▶ [THE PROBLEM] Among the records below, which lines contain the string "Some"? Report them.

▶ [INPUT FOR THIS TASK]
^^^^^^^^^^^^^^^^
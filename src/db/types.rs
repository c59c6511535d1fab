//! Lookup result types.
//!
//! Defines the cell, row and result-set structures handed from the
//! dispatcher to the presentation layer.

use crate::catalog::{ColumnSchema, ModeId};
use crate::error::{Result, ShelfError};
use serde::Serialize;
use std::fmt;
use std::time::Duration;

/// A row of cells, positionally aligned with a mode's columns.
pub type Row = Vec<Value>;

/// Rows produced by one dispatch, paired with the columns they describe.
#[derive(Debug, Clone, PartialEq, Serialize)]
pub struct ResultSet {
    /// Mode that produced the rows.
    pub mode_id: ModeId,

    /// Column names, in display order.
    pub columns: ColumnSchema,

    /// Rows of data.
    pub rows: Vec<Row>,

    /// Time spent in the store.
    #[serde(serialize_with = "serialize_millis")]
    pub execution_time: Duration,
}

impl ResultSet {
    /// Creates a result set, checking every row against the column count.
    pub fn new(mode_id: ModeId, columns: ColumnSchema, rows: Vec<Row>) -> Result<Self> {
        if let Some((index, row)) = rows
            .iter()
            .enumerate()
            .find(|(_, row)| row.len() != columns.len())
        {
            return Err(ShelfError::internal(format!(
                "Row {index} of mode {mode_id} has {} cells, expected {}",
                row.len(),
                columns.len()
            )));
        }

        Ok(Self {
            mode_id,
            columns,
            rows,
            execution_time: Duration::ZERO,
        })
    }

    /// Creates a result set with no rows.
    pub fn empty(mode_id: ModeId, columns: ColumnSchema) -> Self {
        Self {
            mode_id,
            columns,
            rows: Vec::new(),
            execution_time: Duration::ZERO,
        }
    }

    /// Sets the execution time.
    pub fn with_execution_time(mut self, duration: Duration) -> Self {
        self.execution_time = duration;
        self
    }

    /// Returns true if the result set is empty.
    pub fn is_empty(&self) -> bool {
        self.rows.is_empty()
    }

    pub fn row_count(&self) -> usize {
        self.rows.len()
    }
}

fn serialize_millis<S>(duration: &Duration, serializer: S) -> std::result::Result<S::Ok, S::Error>
where
    S: serde::Serializer,
{
    serializer.serialize_u64(duration.as_millis() as u64)
}

/// Represents a single cell read from the store.
#[derive(Debug, Clone, Default, Serialize, PartialEq)]
#[serde(untagged)]
pub enum Value {
    /// NULL value.
    #[default]
    Null,

    /// Signed integer (up to i64).
    Int(i64),

    /// Floating point number.
    Float(f64),

    /// Text/string value.
    String(String),
}

impl Value {
    /// Returns true if this value is NULL.
    pub fn is_null(&self) -> bool {
        matches!(self, Value::Null)
    }

    /// Converts the value to a string representation.
    pub fn to_display_string(&self) -> String {
        match self {
            Value::Null => "NULL".to_string(),
            Value::Int(i) => i.to_string(),
            Value::Float(f) => format!("{f:.2}"),
            Value::String(s) => s.clone(),
        }
    }
}

impl fmt::Display for Value {
    fn fmt(&self, f: &mut fmt::Formatter<'_>) -> fmt::Result {
        write!(f, "{}", self.to_display_string())
    }
}

// Conversion implementations for common types
impl From<i32> for Value {
    fn from(v: i32) -> Self {
        Value::Int(v as i64)
    }
}

impl From<i64> for Value {
    fn from(v: i64) -> Self {
        Value::Int(v)
    }
}

impl From<f64> for Value {
    fn from(v: f64) -> Self {
        Value::Float(v)
    }
}

impl From<String> for Value {
    fn from(v: String) -> Self {
        Value::String(v)
    }
}

impl From<&str> for Value {
    fn from(v: &str) -> Self {
        Value::String(v.to_string())
    }
}

impl<T> From<Option<T>> for Value
where
    T: Into<Value>,
{
    fn from(v: Option<T>) -> Self {
        match v {
            Some(val) => val.into(),
            None => Value::Null,
        }
    }
}
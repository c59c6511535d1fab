//! Terminal User Interface.
//!
//! Provides the main TUI loop using ratatui and crossterm. Terminal events
//! are read by one blocking reader task and lookups run on spawned tasks;
//! both report over the same channel, so the selector keeps responding while
//! the store works and no keystroke is read by anyone but the reader.

pub mod app;
mod ui;
pub mod widgets;

pub use app::{App, KeyAction};

use crate::binding::RunTicket;
use crate::db::ResultSet;
use crate::dispatch::QueryDispatcher;
use crate::error::{Result, ShelfError};
use crossterm::{
    event::{DisableMouseCapture, EnableMouseCapture, Event as CEvent},
    execute,
    terminal::{disable_raw_mode, enable_raw_mode, EnterAlternateScreen, LeaveAlternateScreen},
};
use ratatui::{backend::CrosstermBackend, Terminal};
use std::io::{self, Stdout};
use std::panic;
use std::sync::Arc;
use std::time::Duration;
use tokio::sync::mpsc;
use tracing::{debug, warn};

/// Poll interval for terminal events.
const TICK_RATE: Duration = Duration::from_millis(100);

/// Messages sent from the event reader and lookup tasks to the main loop.
#[derive(Debug)]
pub enum AsyncMessage {
    Terminal(CEvent),
    RunFinished {
        ticket: RunTicket,
        outcome: Result<ResultSet>,
    },
}

/// The main TUI application runner.
pub struct Tui {
    terminal: Terminal<CrosstermBackend<Stdout>>,
}

impl Tui {
    /// Creates a new TUI instance, initializing the terminal.
    pub fn new() -> Result<Self> {
        enable_raw_mode()
            .map_err(|e| ShelfError::internal(format!("Failed to enable raw mode: {e}")))?;

        let mut stdout = io::stdout();
        execute!(stdout, EnterAlternateScreen, EnableMouseCapture)
            .map_err(|e| ShelfError::internal(format!("Failed to enter alternate screen: {e}")))?;

        let terminal = Terminal::new(CrosstermBackend::new(stdout))
            .map_err(|e| ShelfError::internal(format!("Failed to create terminal: {e}")))?;

        Ok(Self { terminal })
    }

    /// Restores the terminal to its original state.
    fn restore_terminal(&mut self) -> Result<()> {
        disable_raw_mode()
            .map_err(|e| ShelfError::internal(format!("Failed to disable raw mode: {e}")))?;

        execute!(
            self.terminal.backend_mut(),
            LeaveAlternateScreen,
            DisableMouseCapture
        )
        .map_err(|e| ShelfError::internal(format!("Failed to leave alternate screen: {e}")))?;

        self.terminal
            .show_cursor()
            .map_err(|e| ShelfError::internal(format!("Failed to show cursor: {e}")))?;

        Ok(())
    }

    /// Runs the event loop until the operator quits.
    pub async fn run(
        &mut self,
        dispatcher: Arc<QueryDispatcher>,
        connection_info: Option<String>,
    ) -> Result<()> {
        // Restore the terminal if anything panics
        let original_hook = panic::take_hook();
        panic::set_hook(Box::new(move |panic_info| {
            let _ = disable_raw_mode();
            let _ = execute!(io::stdout(), LeaveAlternateScreen, DisableMouseCapture);
            original_hook(panic_info);
        }));

        let mut app = App::new(connection_info)?;
        let (tx, mut rx) = mpsc::channel::<AsyncMessage>(32);

        let reader_tx = tx.clone();
        let reader = tokio::task::spawn_blocking(move || {
            pump_events(
                || match crossterm::event::poll(TICK_RATE) {
                    Ok(true) => crossterm::event::read().ok(),
                    _ => None,
                },
                reader_tx,
            )
        });

        let result = self.run_event_loop(&mut app, &dispatcher, tx, &mut rx).await;

        // The reader notices the closed channel within one tick.
        drop(rx);
        if let Err(e) = reader.await {
            warn!("Event reader failed: {}", e);
        }

        let _ = panic::take_hook();
        if let Err(e) = self.restore_terminal() {
            warn!("Failed to restore terminal: {}", e);
        }

        result
    }

    async fn run_event_loop(
        &mut self,
        app: &mut App,
        dispatcher: &Arc<QueryDispatcher>,
        tx: mpsc::Sender<AsyncMessage>,
        rx: &mut mpsc::Receiver<AsyncMessage>,
    ) -> Result<()> {
        loop {
            self.terminal
                .draw(|frame| ui::render(frame, app))
                .map_err(|e| ShelfError::internal(format!("Failed to draw: {e}")))?;

            if !app.running {
                break;
            }

            let Some(message) = rx.recv().await else {
                break;
            };
            match message {
                AsyncMessage::Terminal(CEvent::Key(key)) => {
                    if let KeyAction::Run { ticket, input } = app.handle_key(key) {
                        spawn_lookup(Arc::clone(dispatcher), ticket, input, tx.clone());
                    }
                }
                AsyncMessage::Terminal(_) => {}
                AsyncMessage::RunFinished { ticket, outcome } => {
                    app.apply_outcome(ticket, outcome);
                }
            }
        }

        Ok(())
    }
}

/// Forwards terminal events from `next_event` until the loop hangs up.
///
/// `next_event` blocks for at most one tick and yields `None` when nothing
/// arrived, so a closed channel is noticed promptly.
fn pump_events<F>(mut next_event: F, tx: mpsc::Sender<AsyncMessage>)
where
    F: FnMut() -> Option<CEvent>,
{
    while !tx.is_closed() {
        if let Some(event) = next_event() {
            if tx.blocking_send(AsyncMessage::Terminal(event)).is_err() {
                break;
            }
        }
    }
    debug!("Event reader stopped");
}

/// Runs one dispatch off the UI task and posts the outcome back.
fn spawn_lookup(
    dispatcher: Arc<QueryDispatcher>,
    ticket: RunTicket,
    input: String,
    tx: mpsc::Sender<AsyncMessage>,
) {
    tokio::spawn(async move {
        debug!("Dispatching request {:?} for mode {}", ticket.id, ticket.mode_id);
        let outcome = dispatcher.dispatch(ticket.mode_id, &input).await;
        if tx
            .send(AsyncMessage::RunFinished { ticket, outcome })
            .await
            .is_err()
        {
            debug!("UI closed before request {:?} finished", ticket.id);
        }
    });
}
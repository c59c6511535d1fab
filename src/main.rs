//! shelf - predefined product and inventory lookups.

use shelf_lookup::catalog::{ModeId, CATALOG};
use shelf_lookup::cli::Cli;
use shelf_lookup::config::{Config, ConnectionConfig};
use shelf_lookup::db::{self, MockProductStore, ProductStore};
use shelf_lookup::dispatch::QueryDispatcher;
use shelf_lookup::error::{Result, ShelfError};
use shelf_lookup::tui::Tui;
use shelf_lookup::logging::{self, LogSink};
use shelf_lookup::output;
use std::sync::Arc;
use tracing::{error, info, warn};

#[tokio::main]
async fn main() {
    let cli = Cli::parse_args();

    if let Err(e) = logging::init(&LogSink::for_session(cli.is_one_shot())) {
        eprintln!("Warning: {e}");
    }

    if let Err(e) = run(cli).await {
        error!("{}: {}", e.category(), e);
        eprintln!("{}: {}", e.category(), e);
        std::process::exit(1);
    }
}

async fn run(cli: Cli) -> Result<()> {
    if cli.list_modes {
        for mode in CATALOG.modes() {
            println!(
                "{}  {:<24} {:<8} {}",
                mode.id,
                mode.label,
                mode.input_kind.hint(),
                mode.columns.join(", ")
            );
        }
        return Ok(());
    }

    let config_path = cli.config_path();
    info!("Loading config from: {}", config_path.display());
    let config = Config::load_from_file(&config_path)?;

    let store: Arc<dyn ProductStore>;
    let connection_info;
    if cli.mock_db {
        store = Arc::new(MockProductStore::grocery());
        connection_info = "mock".to_string();
    } else {
        let connection = resolve_connection(&cli, &config)?.ok_or_else(|| {
            ShelfError::config(
                "No database connection configured. Pass a connection string or use --mock-db.",
            )
        })?;
        info!("Connection: {}", connection.display_string());
        store = db::connect(&connection).await?;
        connection_info = connection.display_string();
    }

    let dispatcher = Arc::new(QueryDispatcher::new(store, &config.query));

    let result = match cli.mode {
        Some(mode_id) => run_once(&dispatcher, &cli, mode_id).await,
        None => match Tui::new() {
            Ok(mut tui) => tui.run(Arc::clone(&dispatcher), Some(connection_info)).await,
            Err(e) => Err(e),
        },
    };

    if let Err(e) = dispatcher.close().await {
        warn!("Error closing database connection: {}", e);
    }

    result
}

/// Runs a single lookup and prints the result to stdout.
async fn run_once(dispatcher: &QueryDispatcher, cli: &Cli, mode_id: ModeId) -> Result<()> {
    let format = cli.output_format()?;
    let result_set = dispatcher.dispatch(mode_id, &cli.input).await?;
    print!("{}", output::render(&result_set, format)?);
    Ok(())
}

/// Resolves the final connection configuration from CLI args, config file, and environment.
///
/// Precedence: CLI arguments, named connection, default connection, then
/// `PG*` environment variables for anything still unset.
fn resolve_connection(cli: &Cli, config: &Config) -> Result<Option<ConnectionConfig>> {
    let mut connection = cli.to_connection_config()?;

    if connection.is_none() {
        if let Some(name) = cli.connection_name() {
            connection = config.get_connection(Some(name)).cloned();
            if connection.is_none() {
                return Err(ShelfError::config(format!(
                    "Connection '{}' not found in config file",
                    name
                )));
            }
        }
    }

    if connection.is_none() {
        connection = config.get_connection(None).cloned();
    }

    if let Some(ref mut conn) = connection {
        conn.apply_env_defaults();
    }

    Ok(connection)
}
^^^^^^^^^^^^^^^^
▶ [REPLY TO THE EXERCISE]
        if let Some((index, row)) = rows
            Some(val) => val.into(),
            let Some(message) = rx.recv().await else {
        if let Some(event) = next_event() {
        Some(mode_id) => run_once(&dispatcher, &cli, mode_id).await,
            Ok(mut tui) => tui.run(Arc::clone(&dispatcher), Some(connection_info)).await,
        if let Some(name) = cli.connection_name() {
            connection = config.get_connection(Some(name)).cloned();
    if let Some(ref mut conn) = connection {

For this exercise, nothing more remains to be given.